June 5, 2007 | Permalink | Comments (1) | TrackBack

RIAA Drops Claim Against Disabled Mom, Faces Counterclaim

The RIAA loses another one, this time in a case fought against a disabled Oregon mother where the association stipulated a dismissal of the case with prejudice.  That means they can be liable for attorney fees.  The defendant in this case still has a counterclaim pending.  This could be trouble for the RIAA legal strategy in file sharing cases.  The story is in Ars Technica.

June 5, 2007 | Permalink | Comments (0) | TrackBack

Microsoft EU Appeal Coming on September 17th

A ruling on Microsoft's appeal of the European Commission fine and antitrust order is expected on September 17th.  The Court of First Instance is expected to rule by then as it is the final working day before Bo Vestedorf the President of the Court will retire.  The story is in CNET.

June 5, 2007 | Permalink | Comments (0) | TrackBack

Lala.com Gives Music Away to Sell It

Every web retailer that sells anything electronic wants to have a music store these days.  The choices have been pretty basic.  There are subscription models for a monthly fee compared to stores that offer track and album sales at various rates.  Lala.com is coming up with another model, which is to offer music for free assuming that it could generate sales of CDs.  It has Warner Brothers on board as one of the major labels involved.  The more intriguing aspect of this site is that it lets people download tracks directly to the iPod without using iTunes as an intermediary piece of software.  Once on the player, however, the track can't go anywhere else. 

More details are in the Wall Street Journal and Ars Technica.

June 5, 2007 | Permalink | Comments (0) | TrackBack

June 4, 2007

Apple iPhone out at the End of the Month

Specifically June 29th.  Mark your calendars.

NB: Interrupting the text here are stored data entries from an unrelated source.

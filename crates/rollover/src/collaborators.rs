//! Contracts for the external systems a cycle talks to.
//!
//! The orchestrator never scrapes a board or calls a milestone API itself.
//! It asks a [`SnapshotProvider`] for numbers and delegates side effects to
//! a [`MilestoneCollaborator`] and a [`BulkActionCollaborator`]. Every call
//! is awaited directly: a step finishes only once its collaborator call has
//! resolved.

use crate::domain::{BoardIssue, BoardSnapshot};
use crate::error::CollaboratorError;
use async_trait::async_trait;
use chrono::{DateTime, NaiveDate, Utc};
use serde::{Deserialize, Serialize};

/// Reads the current board state.
///
/// Implementations degrade to zeros and empty collections when the board is
/// not fully loaded; they never fail.
#[async_trait]
pub trait SnapshotProvider: Send + Sync {
    /// Point-in-time metrics for the board.
    async fn capture(&self) -> BoardSnapshot;

    /// Every issue on the board together with the list it sits on.
    async fn board_issues(&self) -> Vec<BoardIssue>;
}

/// What the milestone service returned for a created milestone.
#[derive(Debug, Clone, PartialEq, Eq, Serialize, Deserialize)]
#[serde(rename_all = "camelCase")]
pub struct CreatedMilestone {
    /// Identifier assigned by the service
    pub external_id: String,
    /// Title as the service stored it
    pub display_name: String,
    /// Web URL of the milestone
    pub web_url: String,
}

/// What the milestone service returned for a closed milestone.
#[derive(Debug, Clone, PartialEq, Eq, Serialize, Deserialize)]
#[serde(rename_all = "camelCase")]
pub struct ClosedMilestone {
    /// Title of the closed milestone
    pub title: String,
    /// Web URL of the milestone
    pub web_url: String,
    /// When the service recorded the close
    pub closed_at: DateTime<Utc>,
}

/// Creates and closes sprint milestones.
#[async_trait]
pub trait MilestoneCollaborator: Send + Sync {
    /// Create a milestone spanning `start..=end`.
    ///
    /// # Errors
    ///
    /// Returns a [`CollaboratorError`] if the service rejects the request or
    /// cannot be reached.
    async fn create(
        &self,
        title: &str,
        start: NaiveDate,
        end: NaiveDate,
    ) -> Result<CreatedMilestone, CollaboratorError>;

    /// Close the milestone with the given title.
    ///
    /// # Errors
    ///
    /// Returns a [`CollaboratorError`] if the milestone cannot be found or the
    /// service cannot be reached.
    async fn close(&self, title: &str) -> Result<ClosedMilestone, CollaboratorError>;
}

/// Outcome of a bulk action.
#[derive(Debug, Clone, Copy, Default, PartialEq, Eq, Serialize, Deserialize)]
#[serde(rename_all = "camelCase")]
pub struct BulkActionReport {
    /// Issues the command was applied to
    pub queued: usize,
}

/// Applies a quick-action command to many issues at once.
#[async_trait]
pub trait BulkActionCollaborator: Send + Sync {
    /// Select `issues` and apply `command` to them. Resolves once the whole
    /// batch has been processed.
    ///
    /// # Errors
    ///
    /// Returns a [`CollaboratorError`] if the batch could not be applied.
    async fn select_and_queue(
        &self,
        issues: &[BoardIssue],
        command: &str,
    ) -> Result<BulkActionReport, CollaboratorError>;
}
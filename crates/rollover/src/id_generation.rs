//! Hash-based cycle identifiers.
//!
//! IDs look like `cycle-k3f9x2ab`: SHA-256 over the milestone name, the
//! capture instant and a nonce, base36-encoded and truncated. A candidate
//! that is already known (e.g. present in the history log) is retried with
//! the next nonce.
//!
//! # Example
//!
//! ```
//! use chrono::Utc;
//! use rollover::id_generation::CycleIdGenerator;
//!
//! let mut generator = CycleIdGenerator::new("cycle");
//! let id = generator.generate("14 KW 23", Utc::now()).unwrap();
//! assert!(id.as_str().starts_with("cycle-"));
//! ```

use crate::domain::CycleId;
use chrono::{DateTime, Utc};
use sha2::{Digest, Sha256};
use std::collections::HashSet;
use thiserror::Error;
use tracing::debug;

const BASE36_CHARS: &[u8] = b"0123456789abcdefghijklmnopqrstuvwxyz";
const MAX_NONCE: u32 = 100;
const HASH_LENGTH: usize = 8;

/// Errors that can occur during ID generation
#[derive(Debug, Error)]
pub enum IdGenerationError {
    /// Every nonce produced an ID that is already in use
    #[error("Unable to generate unique ID after {attempts} attempts")]
    CollisionExhausted {
        /// Number of candidates tried
        attempts: u32,
    },
}

/// Generator for collision-free cycle IDs.
#[derive(Debug, Clone)]
pub struct CycleIdGenerator {
    prefix: String,
    existing_ids: HashSet<String>,
}

impl CycleIdGenerator {
    /// Create a generator for IDs of the form `{prefix}-{hash}`.
    pub fn new(prefix: impl Into<String>) -> Self {
        Self {
            prefix: prefix.into(),
            existing_ids: HashSet::new(),
        }
    }

    /// Register an existing ID so it is never generated again.
    pub fn register_id(&mut self, id: &CycleId) {
        self.existing_ids.insert(id.as_str().to_string());
    }

    /// Generate a new unique ID and register it.
    ///
    /// # Errors
    ///
    /// Returns [`IdGenerationError::CollisionExhausted`] if no nonce yields
    /// an unused ID.
    pub fn generate(
        &mut self,
        milestone: &str,
        captured_at: DateTime<Utc>,
    ) -> Result<CycleId, IdGenerationError> {
        for nonce in 0..MAX_NONCE {
            let candidate = format!("{}-{}", self.prefix, hash_content(milestone, captured_at, nonce));
            if self.existing_ids.insert(candidate.clone()) {
                return Ok(CycleId::new(candidate));
            }
            debug!(nonce, candidate = %candidate, "Cycle ID collision, retrying");
        }

        Err(IdGenerationError::CollisionExhausted {
            attempts: MAX_NONCE,
        })
    }
}

fn hash_content(milestone: &str, captured_at: DateTime<Utc>, nonce: u32) -> String {
    let mut hasher = Sha256::new();
    hasher.update(milestone.as_bytes());
    hasher.update(b"|");
    hasher.update(
        captured_at
            .timestamp_nanos_opt()
            .unwrap_or_else(|| captured_at.timestamp_millis())
            .to_le_bytes(),
    );
    hasher.update(b"|");
    hasher.update(nonce.to_le_bytes());
    let digest = hasher.finalize();

    let mut value = u64::from_be_bytes([
        digest[0], digest[1], digest[2], digest[3], digest[4], digest[5], digest[6], digest[7],
    ]);

    let mut encoded = Vec::with_capacity(HASH_LENGTH);
    for _ in 0..HASH_LENGTH {
        encoded.push(BASE36_CHARS[(value % 36) as usize]);
        value /= 36;
    }
    encoded.reverse();
    String::from_utf8_lossy(&encoded).into_owned()
}
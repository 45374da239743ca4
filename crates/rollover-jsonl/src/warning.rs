//! Lines a resilient read could not use.
//!
//! A history log that was hand-edited or cut short by a crash should still
//! load. Each unusable line becomes a [`Warning`] and the read carries on.
//!
//! ```
//! use rollover_jsonl::Warning;
//!
//! let warning = Warning::WrongShape {
//!     line_number: 3,
//!     error: "missing field `closedTickets`".to_string(),
//! };
//! assert_eq!(warning.line_number(), 3);
//! assert_eq!(warning.to_string(), "line 3: not a valid record: missing field `closedTickets`");
//! ```

use thiserror::Error;

/// A skipped line, with the 1-based line number it was found on.
#[derive(Debug, Clone, PartialEq, Eq, Error)]
pub enum Warning {
    /// The line is not JSON at all.
    #[error("line {line_number}: malformed JSON: {error}")]
    MalformedJson {
        /// Where the line sits in the file
        line_number: usize,
        /// Parser message
        error: String,
    },

    /// The line is JSON but does not decode into the record type.
    #[error("line {line_number}: not a valid record: {error}")]
    WrongShape {
        /// Where the line sits in the file
        line_number: usize,
        /// Decoder message
        error: String,
    },
}

impl Warning {
    /// The 1-based line number of the skipped line.
    #[must_use]
    pub fn line_number(&self) -> usize {
        match self {
            Self::MalformedJson { line_number, .. } | Self::WrongShape { line_number, .. } => {
                *line_number
            }
        }
    }

    /// Short tag for structured logs.
    #[must_use]
    pub fn kind(&self) -> &'static str {
        match self {
            Self::MalformedJson { .. } => "malformed_json",
            Self::WrongShape { .. } => "wrong_shape",
        }
    }
}

#[cfg(test)]
mod tests {
    use super::*;

    #[test]
    fn display_names_the_line() {
        let warning = Warning::MalformedJson {
            line_number: 42,
            error: "EOF while parsing an object".to_string(),
        };
        assert_eq!(
            warning.to_string(),
            "line 42: malformed JSON: EOF while parsing an object"
        );
        assert_eq!(warning.kind(), "malformed_json");
    }
}
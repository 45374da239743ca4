//! Read-only views produced by the workflow: step status, the metric
//! summary (step 3) and the closed ticket groups (step 4).

use crate::domain::{ClosedTicket, CycleRecord, Step};
use serde::Serialize;
use std::fmt::Write as _;

/// Whether a step can be triggered right now.
#[derive(Debug, Clone, Copy, PartialEq, Eq, Serialize)]
#[serde(rename_all = "kebab-case")]
pub enum StepStatus {
    /// The step's flag is already set
    Done,
    /// The precondition holds
    Available,
    /// The precondition does not hold
    Locked,
    /// The step is executing
    InFlight,
}

/// One row of [`step_states`](super::CycleOrchestrator::step_states).
#[derive(Debug, Clone, Copy, PartialEq, Eq, Serialize)]
pub struct StepState {
    /// The step
    pub step: Step,
    /// Its current status
    pub status: StepStatus,
}

/// Per-contributor line of a summary.
#[derive(Debug, Clone, PartialEq, Serialize)]
#[serde(rename_all = "camelCase")]
pub struct ContributorLine {
    /// Contributor name
    pub name: String,
    /// Tickets closed
    pub closed_tickets: u32,
    /// Tickets assigned
    pub total_tickets: u32,
    /// Hours closed
    pub closed_hours: f64,
    /// Hours assigned
    pub total_hours: f64,
}

/// Metric summary of the cycle being closed.
#[derive(Debug, Clone, PartialEq, Serialize)]
#[serde(rename_all = "camelCase")]
pub struct CycleSummary {
    /// The sprint milestone
    pub milestone: Option<String>,
    /// Tickets closed
    pub closed_tickets: u32,
    /// Tickets on the board
    pub total_tickets: u32,
    /// Hours closed
    pub closed_hours: f64,
    /// Hours on the board
    pub total_hours: f64,
    /// Hours that left the board after the cycle ended
    pub extra_hours_closed: f64,
    /// Contributors, sorted by name
    pub contributors: Vec<ContributorLine>,
}

impl CycleSummary {
    /// Summarize a record.
    pub fn from_record(record: &CycleRecord) -> Self {
        // BTreeMap iteration is already sorted by name
        let contributors = record
            .user_performance
            .iter()
            .map(|(name, perf)| ContributorLine {
                name: name.clone(),
                closed_tickets: perf.closed_tickets,
                total_tickets: perf.total_tickets,
                closed_hours: perf.closed_hours,
                total_hours: perf.total_hours,
            })
            .collect();

        Self {
            milestone: record.milestone_name.clone(),
            closed_tickets: record.closed_tickets,
            total_tickets: record.total_tickets,
            closed_hours: record.closed_hours,
            total_hours: record.total_hours,
            extra_hours_closed: record.extra_hours_closed,
            contributors,
        }
    }

    /// Plain-text rendering suitable for pasting into a chat or a wiki.
    pub fn render(&self) -> String {
        let mut out = String::new();
        let _ = writeln!(
            out,
            "Sprint {}",
            self.milestone.as_deref().unwrap_or("(unnamed)")
        );
        let _ = writeln!(
            out,
            "Tickets closed: {}/{}",
            self.closed_tickets, self.total_tickets
        );
        let _ = writeln!(
            out,
            "Hours closed: {}/{}",
            hours(self.closed_hours),
            hours(self.total_hours)
        );
        let _ = writeln!(out, "Extra hours closed: {}", hours(self.extra_hours_closed));

        if !self.contributors.is_empty() {
            out.push('\n');
            for line in &self.contributors {
                let _ = writeln!(
                    out,
                    "{}: {}/{} tickets, {}/{} hours",
                    line.name,
                    line.closed_tickets,
                    line.total_tickets,
                    hours(line.closed_hours),
                    hours(line.total_hours)
                );
            }
        }
        out
    }
}

/// Closed tickets split by whether they still need a merge.
#[derive(Debug, Clone, PartialEq, Eq, Serialize)]
#[serde(rename_all = "camelCase")]
pub struct TicketGroups {
    /// Tickets without a needs-merge label, in board order
    pub regular: Vec<ClosedTicket>,
    /// Tickets with a needs-merge label, in board order
    pub needs_merge: Vec<ClosedTicket>,
}

impl TicketGroups {
    /// Partition the record's closed tickets.
    pub fn from_record(record: &CycleRecord) -> Self {
        let (needs_merge, regular) = record
            .closed_tickets_list
            .iter()
            .cloned()
            .partition(|t| t.has_needs_merge_label);
        Self {
            regular,
            needs_merge,
        }
    }

    /// `#id title` per line under two headings. Empty groups are omitted.
    pub fn render(&self) -> String {
        let mut out = String::new();
        for (heading, tickets) in [("Closed", &self.regular), ("Needs merge", &self.needs_merge)] {
            if tickets.is_empty() {
                continue;
            }
            if !out.is_empty() {
                out.push('\n');
            }
            let _ = writeln!(out, "{heading}:");
            for ticket in tickets {
                let _ = writeln!(out, "#{} {}", ticket.id, ticket.title);
            }
        }
        out
    }
}

fn hours(value: f64) -> String {
    let text = format!("{value:.1}");
    match text.strip_suffix(".0") {
        Some(whole) => whole.to_string(),
        None => text,
    }
}
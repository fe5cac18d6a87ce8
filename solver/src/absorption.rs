//! Absorption-time analysis via the fundamental matrix N = (I − Q)⁻¹.
//!
//! N[i][j] is the expected number of turns started on transient square j
//! when play begins on square i. Row sums of N give the expected number of
//! rolls to reach the final square:
//!
//! | Quantity | Formula | Function |
//! |----------|---------|----------|
//! | fundamental matrix | N = (I − Q)⁻¹ | [`fundamental_matrix`] |
//! | expected rolls from i | t = N·1 | [`expected_moves`], [`expected_moves_all`] |
//! | variance of rolls | (2N − I)·t − t∘t | [`move_count_variance`] |
//!
//! Pass-through squares have all-zero rows in Q, so their row of N is the
//! unit row and their expected count is exactly 1.

use std::time::Instant;

use serde::Serialize;
use tracing::{debug, info};

use crate::board::Board;
use crate::error::{LinalgError, SolverError};
use crate::lu;
use crate::matrix::{Matrix, MatrixView};
use crate::transition::{build_transition_matrix, transient_block};

/// Per-square absorption statistics.
#[derive(Clone, Debug, Serialize)]
pub struct SquareSummary {
    pub square: usize,
    /// False for ladder feet and snake heads.
    pub resting: bool,
    pub expected_moves: f64,
    pub variance: f64,
    pub std_dev: f64,
}

/// N = (I − Q)⁻¹.
pub fn fundamental_matrix(q: MatrixView<'_>) -> Result<Matrix, LinalgError> {
    if q.rows() != q.cols() {
        return Err(LinalgError::NotSquare {
            rows: q.rows(),
            cols: q.cols(),
        });
    }
    let t0 = Instant::now();
    let mut m = Matrix::identity(q.rows());
    m.sub_assign_view(&q)?;
    let n = lu::invert(m)?;
    debug!(
        dim = n.rows(),
        elapsed_us = t0.elapsed().as_micros() as u64,
        "inverted I - Q"
    );
    Ok(n)
}

/// Expected rolls to finish when starting on `start`: Σ_j N[start][j].
pub fn expected_moves(n: &Matrix, start: usize) -> Result<f64, SolverError> {
    if start >= n.rows() {
        return Err(SolverError::StartOutOfRange { square: start });
    }
    Ok(n.row_sum(start))
}

/// t = N·1 for every transient square.
pub fn expected_moves_all(n: &Matrix) -> Vec<f64> {
    (0..n.rows()).map(|i| n.row_sum(i)).collect()
}

/// Variance of the number of rolls from every transient square.
pub fn move_count_variance(n: &Matrix) -> Result<Vec<f64>, LinalgError> {
    let t = expected_moves_all(n);
    let nt = n.mul_vec(&t)?;
    Ok(nt
        .iter()
        .zip(&t)
        .map(|(&nt_i, &t_i)| 2.0 * nt_i - t_i - t_i * t_i)
        .collect())
}

/// Mean, variance and standard deviation for every transient square of `board`.
pub fn square_summaries(board: &Board, n: &Matrix) -> Result<Vec<SquareSummary>, LinalgError> {
    let expected = expected_moves_all(n);
    let variance = move_count_variance(n)?;
    Ok(expected
        .into_iter()
        .zip(variance)
        .enumerate()
        .map(|(square, (expected_moves, variance))| {
            // Round-off can leave a tiny negative variance on squares with
            // a deterministic outcome.
            let variance = variance.max(0.0);
            SquareSummary {
                square,
                resting: !board.is_pass_through(square),
                expected_moves,
                variance,
                std_dev: variance.sqrt(),
            }
        })
        .collect())
}

/// Build T for `board`, invert I − Q, and return N. T is dropped before returning.
pub fn solve_fundamental(board: &Board) -> Result<Matrix, SolverError> {
    let t = build_transition_matrix(board);
    let n = fundamental_matrix(transient_block(&t))?;
    Ok(n)
}

/// Expected rolls to finish from square 0.
pub fn expected_moves_to_win(board: &Board) -> Result<f64, SolverError> {
    let t0 = Instant::now();
    let n = solve_fundamental(board)?;
    let moves = expected_moves(&n, 0)?;
    info!(
        expected_moves = moves,
        elapsed_ms = t0.elapsed().as_secs_f64() * 1e3,
        "solved absorbing chain"
    );
    Ok(moves)
}

#[cfg(test)]
mod tests {
    use super::*;
    use crate::constants::*;

    #[test]
    fn test_plain_board_last_square() {
        // From 99 only a 1 finishes: geometric with p = 1/6.
        let n = solve_fundamental(&Board::plain()).unwrap();
        let t = expected_moves(&n, 99).unwrap();
        assert!((t - 6.0).abs() < 1e-9, "t={t}");
        let var = move_count_variance(&n).unwrap();
        // Var of geometric(p) = (1 - p) / p^2 = 30.
        assert!((var[99] - 30.0).abs() < 1e-7, "var={}", var[99]);
    }

    #[test]
    fn test_pass_through_rows_count_once() {
        let board = Board::classic();
        let n = solve_fundamental(&board).unwrap();
        for (&sq, _) in board.jumps() {
            if sq < NUM_TRANSIENT {
                assert!((expected_moves(&n, sq).unwrap() - 1.0).abs() < 1e-12);
            }
        }
    }

    #[test]
    fn test_start_out_of_range() {
        let n = solve_fundamental(&Board::classic()).unwrap();
        assert_eq!(
            expected_moves(&n, NUM_TRANSIENT).unwrap_err(),
            SolverError::StartOutOfRange {
                square: NUM_TRANSIENT
            }
        );
    }

    #[test]
    fn test_non_square_view_rejected() {
        let t = Matrix::zeros(4, 4);
        let err = fundamental_matrix(t.view(0, 0, 2, 3)).unwrap_err();
        assert_eq!(err, LinalgError::NotSquare { rows: 2, cols: 3 });
    }

    #[test]
    fn test_summaries_flag_pass_through() {
        let board = Board::classic();
        let n = solve_fundamental(&board).unwrap();
        let summaries = square_summaries(&board, &n).unwrap();
        assert_eq!(summaries.len(), NUM_TRANSIENT);
        assert!(!summaries[1].resting);
        assert!(summaries[0].resting);
        assert!(summaries.iter().all(|s| s.variance >= 0.0));
        assert!((summaries[99].expected_moves - 6.0).abs() < 1e-9);
    }
}
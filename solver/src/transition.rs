//! One-turn transition matrix T for a board.
//!
//! T is [`NUM_SQUARES`] × [`NUM_SQUARES`]. Row `start` is the distribution of
//! the square the counter rests on after one roll from `start`:
//!
//! 1. `target = start + die` for each face 1..=6
//! 2. jump redirect (single lookup)
//! 3. overshoot past [`FINAL_SQUARE`] forfeits the move
//! 4. `T[start][target] += 1/6`, accumulating when faces coincide
//!
//! The final square is absorbing. Rows of pass-through squares (ladder feet,
//! snake heads) are left all-zero: the counter never starts a turn there.

use tracing::debug;

use crate::board::Board;
use crate::constants::*;
use crate::matrix::{Matrix, MatrixView};

/// Square the counter rests on after rolling `die` from `start`.
#[inline]
pub fn resolve_roll(board: &Board, start: usize, die: usize) -> usize {
    debug_assert!((1..=DIE_FACES).contains(&die));
    let target = board.redirect(start + die);
    if target > FINAL_SQUARE {
        start
    } else {
        target
    }
}

/// Build T for `board`.
pub fn build_transition_matrix(board: &Board) -> Matrix {
    let mut t = Matrix::zeros(NUM_SQUARES, NUM_SQUARES);
    t[(FINAL_SQUARE, FINAL_SQUARE)] = 1.0;

    let mut populated = 0usize;
    for start in 0..FINAL_SQUARE {
        if board.is_pass_through(start) {
            continue;
        }
        for die in 1..=DIE_FACES {
            let target = resolve_roll(board, start, die);
            t[(start, target)] += FACE_PROBABILITY;
        }
        populated += 1;
    }

    debug!(
        populated_rows = populated,
        pass_through_rows = FINAL_SQUARE - populated,
        "built transition matrix"
    );
    t
}

/// Q: the transient-to-transient block of T (top-left [`NUM_TRANSIENT`] square).
pub fn transient_block(t: &Matrix) -> MatrixView<'_> {
    t.view(0, 0, NUM_TRANSIENT, NUM_TRANSIENT)
}
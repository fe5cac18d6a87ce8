//! Board constants and the classic MB layout.
//!
//! Maps chain notation to concrete values:
//! - absorbing state = [`FINAL_SQUARE`] = 100
//! - |S| = [`NUM_SQUARES`] = 101 (squares 0..=100)
//! - |transient| = [`NUM_TRANSIENT`] = 100 (squares 0..=99)
//!
//! Square 0 is the off-board start position. A roll that would carry the
//! counter past [`FINAL_SQUARE`] is forfeited.

/// The winning square. Absorbing: once reached, the chain stays there.
pub const FINAL_SQUARE: usize = 100;

/// Number of chain states, including the off-board start square 0.
pub const NUM_SQUARES: usize = FINAL_SQUARE + 1;

/// Number of transient states (everything except [`FINAL_SQUARE`]).
pub const NUM_TRANSIENT: usize = FINAL_SQUARE;

/// Faces on the die. Each face has probability 1 / DIE_FACES.
pub const DIE_FACES: usize = 6;

/// Probability of a single die face.
pub const FACE_PROBABILITY: f64 = 1.0 / DIE_FACES as f64;

/// Ladders of the MB layout: (foot, top).
pub const CLASSIC_LADDERS: [(usize, usize); 9] = [
    (1, 38),
    (4, 14),
    (9, 31),
    (21, 42),
    (28, 84),
    (36, 44),
    (51, 67),
    (71, 91),
    (80, 100),
];

/// Snakes of the MB layout: (head, tail).
pub const CLASSIC_SNAKES: [(usize, usize); 10] = [
    (16, 6),
    (47, 26),
    (49, 11),
    (56, 53),
    (62, 19),
    (64, 60),
    (87, 24),
    (93, 73),
    (95, 75),
    (98, 78),
];

/// Pivots with absolute value below this are treated as zero by the LU factorization.
pub const SINGULAR_EPSILON: f64 = 1e-12;

/// Forward density evolution stops once the unabsorbed mass drops below this.
pub const DENSITY_TOLERANCE: f64 = 1e-12;

/// Hard cap on forward density evolution turns.
pub const DEFAULT_MAX_TURNS: usize = 2000;

/// Decimal places in the printed headline.
pub const DEFAULT_PRECISION: usize = 6;

/// Largest accepted precision: beyond 17 digits an f64 carries no more information.
pub const MAX_PRECISION: u8 = 17;

/// Headline text preceding the expected move count.
pub const HEADLINE_PREFIX: &str = "Average number of moves to win the MB version of Snakes and Ladders";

June 4, 2007 | Permalink | Comments (0) | TrackBack

Online Music a Bigger Threat to Security than Online Porn

More unwanted code (spyware, viruses, etc.) come with downloads for online music than for online porn.  This result is found in a study conducted by McAffee.  One would think that that it would be the other way around.  Apparently file sharing sites are more likely to include compromised code as a way of making money.  The porn industry on the other hand is established enough that it doesn't need the profits from extraneous software.

The study also surveyed sponsored and unsponsored search results as sources of malware.  Sponsored search results from various search engines were better than unpaid results at being malevolent, with Ask.com being the worst at 3.3% of offerings that were compromised. 

Speaking of file sharing and the porn industry, the Internet is causing a decline in profits for porn producers.  The estimated take in 2006 was $3.62 billion, down from $4.28 billion in 2005.  The problem for the industry is that anyone with a video camera and some technical know-how can set up shop.  There is a segment of the audience that doesn't care as much about quality as they do about content.  And there is, of course, file sharing.

See stories in the Los Angeles Times, the Washington Post, PC World, and CNET.